Attraverso questo lavoro, ciascuno finirà per scoprire un mistero: che nessun uomo, nessuna donna «è in grado di saziare il desiderio che alberga nel cuore umano, anzi, tanto più autentico è l’amore per l’altro, tanto maggiormente esso lascia dischiudere l’interrogativo sulla sua origine e sul suo destino, sulla possibilità che esso ha di durare per sempre». Alla fine, l’amore tra uomo e donna ci pone «di fronte al mistero che avvolge l’intera esistenza», ci rimanda – se abbiamo il coraggio di andare fino in fondo, di non chiuderci alle conseguenze ultime – a Dio.
E questo non vale solo per la relazione fra un uomo e una donna ma anche per «l’amicizia, l’esperienza del bello, l’amore per la conoscenza: ogni bene sperimentato dall’uomo protende verso il mistero che avvolge l’uomo stesso; ogni desiderio che si affaccia al cuore umano si fa eco di un desiderio fondamentale che non è mai pienamente saziato».
Intendiamoci, precisa il Papa: da queste esperienze non si arriva «direttamente» alla fede. «Non si può conoscere Dio a partire soltanto dal desiderio dell’uomo». E tuttavia quando vediamo la persona amata, un’opera d’arte, un paesaggio avvolto in una luce misteriosa sorge in noi «il desiderio di conoscere la luce stessa, che fa brillare le cose del mondo e con esse accende il senso della bellezza».
Capire che questa luce è Dio non è più né ovvio né automatico, perché oggi viviamo in un’epoca «refrattaria alla dimensione trascendente». C’è bisogno che qualcuno ci aiuti attraverso «una sorta di pedagogia del desiderio» in due tappe.
Nella prima, dobbiamo «imparare o re-imparare il gusto delle gioie autentiche della vita» in tutti i campi: «la famiglia, l’amicizia, la solidarietà con chi soffre, la rinuncia al proprio io per servire l’altro, l’amore per la conoscenza, per l’arte, per le bellezze della natura». «Contro la banalizzazione e l’appiattimento oggi diffusi» occorre educare sin da bambini a coltivare un «gusto interiore», «purificandosi dalla mediocrità nella quale possono trovarsi invischiati» sia i giovani sia gli adulti.
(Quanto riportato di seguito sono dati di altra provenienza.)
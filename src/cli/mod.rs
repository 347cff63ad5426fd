//! CLI module for the gdcpp transpiler
//!
//! ## Commands
//!
//! - `build <events.json> [output]` - Write `<output>.hpp` and `<output>.cpp`
//! - `emit <events.json>` - Print the generated header and/or source
//!
//! ## Design
//!
//! The CLI uses clap for argument parsing with derive macros.
//! Command functions return `CliResult<T>` instead of calling `process::exit`.
//! Only the top-level `run()` function handles errors and exits.

// Enforce explicit error handling - no panicking in production code
#![deny(clippy::unwrap_used)]
#![deny(clippy::expect_used)]

pub mod commands;

use std::fmt;
use std::path::PathBuf;
use std::process;

use clap::{Parser, Subcommand};
use tracing_subscriber::EnvFilter;

// ============================================================================
// CLI Error handling
// ============================================================================

/// Exit code for CLI operations.
#[derive(Debug, Clone, Copy, PartialEq, Eq)]
pub struct ExitCode(pub i32);

impl ExitCode {
    pub const SUCCESS: ExitCode = ExitCode(0);
    pub const FAILURE: ExitCode = ExitCode(1);
}

/// Error type for CLI operations.
///
/// Contains a user-facing message and an exit code. The CLI entry point
/// catches these errors, prints the message, and exits with the code.
#[derive(Debug)]
pub struct CliError {
    /// User-facing error message (already formatted for display)
    pub message: String,
    /// Exit code to return to the shell
    pub exit_code: ExitCode,
}

impl CliError {
    pub fn new(message: impl Into<String>, exit_code: ExitCode) -> Self {
        Self {
            message: message.into(),
            exit_code,
        }
    }

    /// Create a failure error (exit code 1).
    pub fn failure(message: impl Into<String>) -> Self {
        Self::new(message, ExitCode::FAILURE)
    }
}

impl fmt::Display for CliError {
    fn fmt(&self, f: &mut fmt::Formatter<'_>) -> fmt::Result {
        write!(f, "{}", self.message)
    }
}

impl std::error::Error for CliError {}

/// Result type for CLI operations.
pub type CliResult<T> = Result<T, CliError>;

const VERSION: &str = env!("CARGO_PKG_VERSION");

// ============================================================================
// Clap CLI definition
// ============================================================================

/// GDScript to godot-cpp transpiler
#[derive(Parser, Debug)]
#[command(name = "gdcpp")]
#[command(version = VERSION)]
#[command(about = "Generate godot-cpp classes from GDScript event logs", long_about = None)]
pub struct Cli {
    #[command(subcommand)]
    pub command: Command,

    /// Translate script floats to C++ `float` instead of `double`
    #[arg(long = "use-floats", global = true)]
    pub use_floats: bool,

    /// Log every emitted fragment
    #[arg(short, long, global = true)]
    pub verbose: bool,
}

#[derive(Subcommand, Debug)]
pub enum Command {
    /// Write the generated header and source next to each other
    Build {
        /// Event log produced by the parser
        #[arg(value_name = "EVENTS")]
        file: PathBuf,
        /// Output base name (default: the event log path without extension)
        #[arg(value_name = "OUTPUT")]
        output: Option<PathBuf>,
    },

    /// Print the generated files to stdout
    Emit {
        /// Event log produced by the parser
        #[arg(value_name = "EVENTS")]
        file: PathBuf,
        /// Print only the header
        #[arg(long, conflicts_with = "source")]
        header: bool,
        /// Print only the source
        #[arg(long)]
        source: bool,
    },
}

/// Which generated files `emit` prints.
#[derive(Debug, Clone, Copy, PartialEq, Eq)]
pub enum EmitTarget {
    Both,
    Header,
    Source,
}

impl EmitTarget {
    fn from_flags(header: bool, source: bool) -> Self {
        match (header, source) {
            (true, _) => EmitTarget::Header,
            (_, true) => EmitTarget::Source,
            _ => EmitTarget::Both,
        }
    }
}

// ============================================================================
// CLI entry point
// ============================================================================

/// Main CLI entry point.
///
/// This is the only place where `process::exit` is called. All command
/// implementations return `CliResult` and errors are handled here.
pub fn run() {
    let cli = Cli::parse();
    init_tracing(cli.verbose);

    match execute(cli) {
        Ok(exit_code) => {
            if exit_code.0 != 0 {
                process::exit(exit_code.0);
            }
        }
        Err(e) => {
            if !e.message.is_empty() {
                eprintln!("{}", e.message);
            }
            process::exit(e.exit_code.0);
        }
    }
}

/// Initialize structured logging with env-based filter, defaulting to info (trace with `--verbose`)
fn init_tracing(verbose: bool) {
    let default = if verbose { "trace" } else { "info" };
    let _ = tracing_subscriber::fmt()
        .with_writer(std::io::stderr)
        .with_env_filter(EnvFilter::try_from_default_env().unwrap_or_else(|_| EnvFilter::new(default)))
        .try_init();
}

/// Execute the CLI command and return result.
fn execute(cli: Cli) -> CliResult<ExitCode> {
    match cli.command {
        Command::Build { file, output } => commands::build_file(&file, output.as_deref(), cli.use_floats),
        Command::Emit { file, header, source } => {
            commands::emit_file(&file, EmitTarget::from_flags(header, source), cli.use_floats)
        }
    }
}

// ============================================================================
// Tests
// ============================================================================
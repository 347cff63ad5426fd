//! Transpiler configuration.

/// Settings that shape the generated C++ without changing its meaning.
#[derive(Debug, Clone, PartialEq, Eq)]
pub struct TranspilerConfig {
    /// Base name of the generated pair: names the include guard and the header included by the source.
    pub script_name: String,
    /// Translate script `float` to C++ `float` instead of `double`.
    pub use_floats: bool,
    /// One level of indentation.
    pub indent: String,
}

impl Default for TranspilerConfig {
    fn default() -> Self {
        Self {
            script_name: "script".to_string(),
            use_floats: false,
            indent: "\t".to_string(),
        }
    }
}

impl TranspilerConfig {
    /// Create a config for the given script name with default settings
    pub fn new(script_name: impl Into<String>) -> Self {
        Self {
            script_name: script_name.into(),
            ..Self::default()
        }
    }

    /// Set float precision
    pub fn with_floats(mut self, use_floats: bool) -> Self {
        self.use_floats = use_floats;
        self
    }

    /// Set the indentation unit
    pub fn with_indent(mut self, indent: impl Into<String>) -> Self {
        self.indent = indent.into();
        self
    }

    /// Include guard macro derived from the script name (`player` → `PLAYER_H`).
    pub fn include_guard(&self) -> String {
        let name: String = self
            .script_name
            .chars()
            .map(|c| if c.is_ascii_alphanumeric() { c.to_ascii_uppercase() } else { '_' })
            .collect();
        format!("{name}_H")
    }
}
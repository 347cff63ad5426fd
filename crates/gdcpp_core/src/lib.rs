//! Provide the canonical GDScript → godot-cpp vocabulary shared by the gdcpp transpiler.
//!
//! This crate is intentionally small and dependency-free. It contains the lookup tables and pure naming helpers the
//! emission engine consults when it maps script spellings onto native ones:
//! - [`variant`]: the engine's `Variant::Type` tags and the value-type vs owning-handle split,
//! - [`hints`]: `@export_*` annotations and their `PROPERTY_HINT_*` counterparts,
//! - [`builtins`]: global functions and constants with a native equivalent,
//! - [`conventions`]: well-known method names and accessor naming,
//! - [`naming`]: include-path derivation for engine classes.
//!
//! ## Notes
//!
//! - No IO and no global mutable state; every function here is deterministic.

pub mod builtins;
pub mod conventions;
pub mod hints;
pub mod naming;
pub mod variant;

/// A single script spelling and the native spelling it is rewritten to.
#[derive(Debug, Clone, Copy, PartialEq, Eq)]
pub struct NameMapping {
    pub script: &'static str,
    pub native: &'static str,
}

pub(crate) const fn map(script: &'static str, native: &'static str) -> NameMapping {
    NameMapping { script, native }
}

pub(crate) fn lookup(table: &'static [NameMapping], script: &str) -> Option<&'static str> {
    table.iter().find(|m| m.script == script).map(|m| m.native)
}
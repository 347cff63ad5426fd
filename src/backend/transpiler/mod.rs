//! The emission engine.
//!
//! [`Transpiler`] consumes semantic events one at a time and places the C++ text they produce. Each concern lives in
//! its own submodule:
//!
//! - `decls`: classes, enums, annotations, properties, methods, signals, end of class
//! - `bindings`: synthesis of `_bind_methods`
//! - `expressions` / `statements`: per-node translation
//! - `output`: end of script (includes, templates, normalization)
//!
//! ## Emission routing
//!
//! Text reaches the output through two paths. [`Transpiler::emit_inline`] appends to the current staging layer,
//! indented to the scope level. [`Transpiler::emit_structural`] carries newlines and comments, which belong to
//! whatever is being built at the moment: the current layer inside a scope, the class header at class level, the
//! header output before any class exists.

mod bindings;
mod decls;
mod expressions;
mod output;
mod statements;

use std::borrow::Cow;

use indexmap::IndexMap;

use super::class_data::ClassData;
use super::class_def::ClassDefinition;
use super::errors::TranspileError;
use super::model::{Expr, Stmt};
use super::text::{Block, LayerStack, TextBuffer};
use super::types::TypeTranslator;
use crate::config::TranspilerConfig;

pub use output::GeneratedFiles;

/// Result type of every engine operation.
pub type TranspileResult<T = ()> = Result<T, TranspileError>;

/// Stateful C++ emitter for one script.
///
/// All state is owned by the instance; separate scripts use separate transpilers.
#[derive(Debug)]
pub struct Transpiler {
    config: TranspilerConfig,
    level: usize,
    classes: IndexMap<String, ClassDefinition>,
    current: Option<String>,
    types: TypeTranslator,
    layers: LayerStack,
    header: TextBuffer,
}

impl Transpiler {
    pub fn new(config: TranspilerConfig) -> Self {
        let types = TypeTranslator::new(config.use_floats);
        Self {
            config,
            level: 0,
            classes: IndexMap::new(),
            current: None,
            types,
            layers: LayerStack::new(),
            header: TextBuffer::new(),
        }
    }

    /// Current scope depth.
    pub fn level(&self) -> usize {
        self.level
    }

    /// Number of layers on the stack, root included.
    pub fn layer_depth(&self) -> usize {
        self.layers.depth()
    }

    /// Name of the class currently receiving declarations.
    pub fn current_class(&self) -> Option<&str> {
        self.current.as_deref()
    }

    /// Metadata of a declared class, including methods recorded by the engine.
    pub fn class_data(&self, name: &str) -> Option<&ClassData> {
        self.classes.get(name).map(|class| &class.data)
    }

    /// Text of the root layer emitted so far.
    pub fn source_so_far(&self) -> &str {
        self.layers.root().as_str()
    }

    // ========================================================================
    // Layers
    // ========================================================================

    pub fn push_layer(&mut self) {
        self.layers.push();
    }

    pub fn pop_layer(&mut self) -> TranspileResult<String> {
        self.layers.pop()
    }

    /// Write text to the current layer without indentation.
    fn write(&mut self, text: &str) {
        tracing::trace!(text, "write");
        self.layers.top().write(text);
    }

    // ========================================================================
    // Emission routing
    // ========================================================================

    /// Indent every line break in `text` to the current scope level.
    fn indented<'a>(&self, text: &'a str) -> Cow<'a, str> {
        if self.level == 0 || !text.contains('\n') {
            return Cow::Borrowed(text);
        }
        let replacement = format!("\n{}", self.config.indent.repeat(self.level));
        Cow::Owned(text.replace('\n', &replacement))
    }

    /// Append text to the current layer, indented to the scope level.
    pub fn emit_inline(&mut self, text: &str) {
        let text = self.indented(text).into_owned();
        self.write(&text);
    }

    /// Append a newline or comment to whatever is being built at the moment.
    pub fn emit_structural(&mut self, text: &str) {
        let text = self.indented(text).into_owned();
        tracing::trace!(text = %text, level = self.level, "structural");
        if self.level > 0 {
            self.layers.top().write(&text);
            return;
        }
        let current = self.current.as_ref().and_then(|name| self.classes.get_mut(name));
        match current {
            Some(class) if !class.is_finished() => class.header_mut().write(&text),
            _ => self.header.write(&text),
        }
    }

    // ========================================================================
    // Scopes
    // ========================================================================

    pub fn up_scope(&mut self) {
        self.emit_inline("\n{");
        self.level += 1;
        tracing::debug!(level = self.level, "scope opened");
    }

    /// Close a scope; does nothing at level 0.
    pub fn down_scope(&mut self) {
        if self.level == 0 {
            return;
        }
        self.level -= 1;
        self.emit_inline("\n}");
        tracing::debug!(level = self.level, "scope closed");
    }

    /// Terminate a statement; only meaningful inside a scope.
    pub fn end_statement(&mut self) {
        if self.level > 0 {
            self.emit_inline(";");
        }
    }

    /// Render `stmts` one level deeper into a staging layer and return them as a block.
    fn capture_block(&mut self, prologue: Vec<String>, stmts: &[Stmt], epilogue: Vec<String>) -> TranspileResult<Block> {
        let level = self.level;
        self.push_layer();
        self.level = level + 1;
        let rendered = stmts.iter().try_for_each(|stmt| self.statement(stmt));
        self.level = level;
        let body = self.pop_layer()?;
        rendered?;
        Ok(Block { level, prologue, body, epilogue })
    }

    /// Write a captured block to the current layer.
    fn place_block(&mut self, block: &Block) {
        let text = block.render(&self.config.indent);
        self.write(&text);
    }

    /// Render an expression into a string without emitting it.
    pub fn render_expr(&mut self, expr: &Expr) -> TranspileResult<String> {
        self.push_layer();
        let rendered = self.expression(expr);
        let text = self.pop_layer()?;
        rendered.map(|()| text)
    }

    // ========================================================================
    // Class lookup
    // ========================================================================

    fn class(&self, name: &str) -> TranspileResult<&ClassDefinition> {
        self.classes.get(name).ok_or_else(|| TranspileError::UnknownClass(name.to_string()))
    }

    fn class_mut(&mut self, name: &str) -> TranspileResult<&mut ClassDefinition> {
        self.classes.get_mut(name).ok_or_else(|| TranspileError::UnknownClass(name.to_string()))
    }

    fn current_name(&self) -> TranspileResult<String> {
        self.current.clone().ok_or(TranspileError::NoCurrentClass)
    }

    fn current_class_mut(&mut self) -> TranspileResult<&mut ClassDefinition> {
        let name = self.current_name()?;
        self.class_mut(&name)
    }
}

#[cfg(test)]
mod tests {
    use super::*;
    use crate::backend::model::{ClassDecl, Expr, Literal, Stmt};

    pub(super) fn transpiler() -> Transpiler {
        Transpiler::new(TranspilerConfig::new("test"))
    }

    /// A transpiler with `Player : Node2D` declared.
    pub(super) fn with_class(data: ClassData) -> Transpiler {
        let mut t = transpiler();
        t.define_class(&ClassDecl::new("Player", "Node2D"), data).unwrap();
        t
    }

    // ========================================
    // Routing
    // ========================================

    #[test]
    fn test_inline_is_indented_to_level() {
        let mut t = transpiler();
        t.up_scope();
        t.emit_inline("\nx");
        assert_eq!(t.source_so_far(), "\n{\n\tx");
    }

    #[test]
    fn test_structural_goes_to_header_before_any_class() {
        let mut t = transpiler();
        t.emit_structural("//top");
        assert_eq!(t.header.as_str(), "//top");
        assert_eq!(t.source_so_far(), "");
    }

    #[test]
    fn test_structural_goes_to_class_header_at_class_level() {
        let mut t = with_class(ClassData::new());
        t.emit_structural("//member");
        assert!(t.classes["Player"].header().as_str().ends_with("//member"));
        assert_eq!(t.source_so_far(), "");
    }

    #[test]
    fn test_structural_goes_to_layer_inside_scope() {
        let mut t = with_class(ClassData::new());
        t.up_scope();
        t.emit_structural("\n//inside");
        assert_eq!(t.source_so_far(), "\n{\n\t//inside");
    }

    // ========================================
    // Scopes
    // ========================================

    #[test]
    fn test_down_scope_at_zero_is_noop() {
        let mut t = transpiler();
        t.down_scope();
        assert_eq!(t.level(), 0);
        assert_eq!(t.source_so_far(), "");
    }

    #[test]
    fn test_end_statement_only_inside_scope() {
        let mut t = transpiler();
        t.end_statement();
        assert_eq!(t.source_so_far(), "");
        t.up_scope();
        t.end_statement();
        t.down_scope();
        assert_eq!(t.source_so_far(), "\n{;\n}");
    }

    // ========================================
    // Layers
    // ========================================

    #[test]
    fn test_render_expr_leaves_no_trace() {
        let mut t = transpiler();
        t.emit_inline("a");
        let text = t.render_expr(&Expr::Literal(Literal::Bool(true))).unwrap();
        assert_eq!(text, "true");
        assert_eq!(t.source_so_far(), "a");
        assert_eq!(t.layer_depth(), 1);
    }

    #[test]
    fn test_capture_block_restores_level() {
        let mut t = transpiler();
        let block = t.capture_block(vec![], &Stmt::line(Stmt::Break), vec![]).unwrap();
        assert_eq!(block.body, "\n\tbreak;");
        assert_eq!(t.level(), 0);
        assert_eq!(t.layer_depth(), 1);
    }
}
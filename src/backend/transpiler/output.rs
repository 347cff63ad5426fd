//! End of script: includes, file templates, normalization.

use gdcpp_core::naming::include_directive;

use super::{TranspileResult, Transpiler};
use crate::backend::lowering::prettify;

const HEADER_TEMPLATE: &str = "
#ifndef __GUARD__
#define __GUARD__

#include <godot_cpp/godot.hpp>
#include <godot_cpp/variant/array.hpp>
#include <godot_cpp/variant/dictionary.hpp>
__INCLUDES__

using namespace godot;

__IMPLEMENTATION__

#endif // __GUARD__
";

const SOURCE_TEMPLATE: &str = "
#include \"__HEADER__.hpp\"

#include <godot_cpp/core/object.hpp>
#include <godot_cpp/core/class_db.hpp>
#include <godot_cpp/variant/utility_functions.hpp>


";

/// The generated header/source pair.
#[derive(Debug, Clone, PartialEq, Eq)]
pub struct GeneratedFiles {
    pub header: String,
    pub source: String,
}

impl Transpiler {
    /// Close the script and render both files.
    #[tracing::instrument(skip_all, fields(script = %self.config.script_name))]
    pub fn finish(mut self) -> TranspileResult<GeneratedFiles> {
        if let Some(name) = self.current.clone() {
            self.end_class(&name)?;
        }
        let unfinished: Vec<String> =
            self.classes.values().filter(|class| !class.is_finished()).map(|class| class.name.clone()).collect();
        for name in unfinished {
            tracing::warn!(class = %name, "class was never closed");
            self.end_class(&name)?;
        }

        self.layers.drain_into_root();
        while self.level > 0 {
            self.down_scope();
        }

        let includes = self.includes();
        let header = HEADER_TEMPLATE
            .replace("__GUARD__", &self.config.include_guard())
            .replace("__INCLUDES__", &includes)
            .replace("__IMPLEMENTATION__", self.header.as_str());
        let source = format!(
            "{}{}",
            SOURCE_TEMPLATE.replace("__HEADER__", &self.config.script_name),
            self.layers.root().as_str().replace("\n}", "\n}\n\n")
        );
        tracing::debug!(header_len = header.len(), source_len = source.len(), "rendered script");
        Ok(GeneratedFiles { header: prettify(&header), source: prettify(&source) })
    }

    /// One `#include` per class used through a handle or as a base, minus classes this script declares.
    fn includes(&self) -> String {
        let mut out: String = self
            .types
            .used_types()
            .iter()
            .filter(|ty| !self.classes.contains_key(ty.as_str()))
            .map(|ty| include_directive(ty))
            .collect::<Vec<_>>()
            .join("\n");
        out.push('\n');
        out
    }
}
Alla bellezza ci si educa e si educa.
La seconda tappa consiste nel «non accontentarsi mai di quanto si è raggiunto»: è giusto, in tema di bellezza, volere sempre di più, il che ci porterà a «percepire con sempre maggiore chiarezza che nulla di finito può colmare il nostro cuore».
Può darsi – ammette con franchezza il Pontefice – che questo desiderio di bellezza ci porti su cammini sbagliati. Anche in questo caso, «non dobbiamo però dimenticare che il dinamismo del desiderio è sempre aperto alla redenzione. Anche quando esso si inoltra su cammini sviati, quando insegue paradisi artificiali e sembra perdere la capacità di anelare al vero bene».
Tutti dobbiamo – ma anche tutti possiamo – «percorrere un cammino di purificazione e di guarigione del desiderio». Non si tratta mai «di soffocare il desiderio che è nel cuore dell’uomo, ma di liberarlo, affinché possa raggiungere la sua vera altezza».
Molti non sono ancora arrivati a chiamare Dio la luce cui il loro desiderio inconsapevolmente tende. Ma chi «si lascia interrogare con sincerità dal dinamismo del proprio desiderio» è già almeno avviato sulla strada che porta alla fede.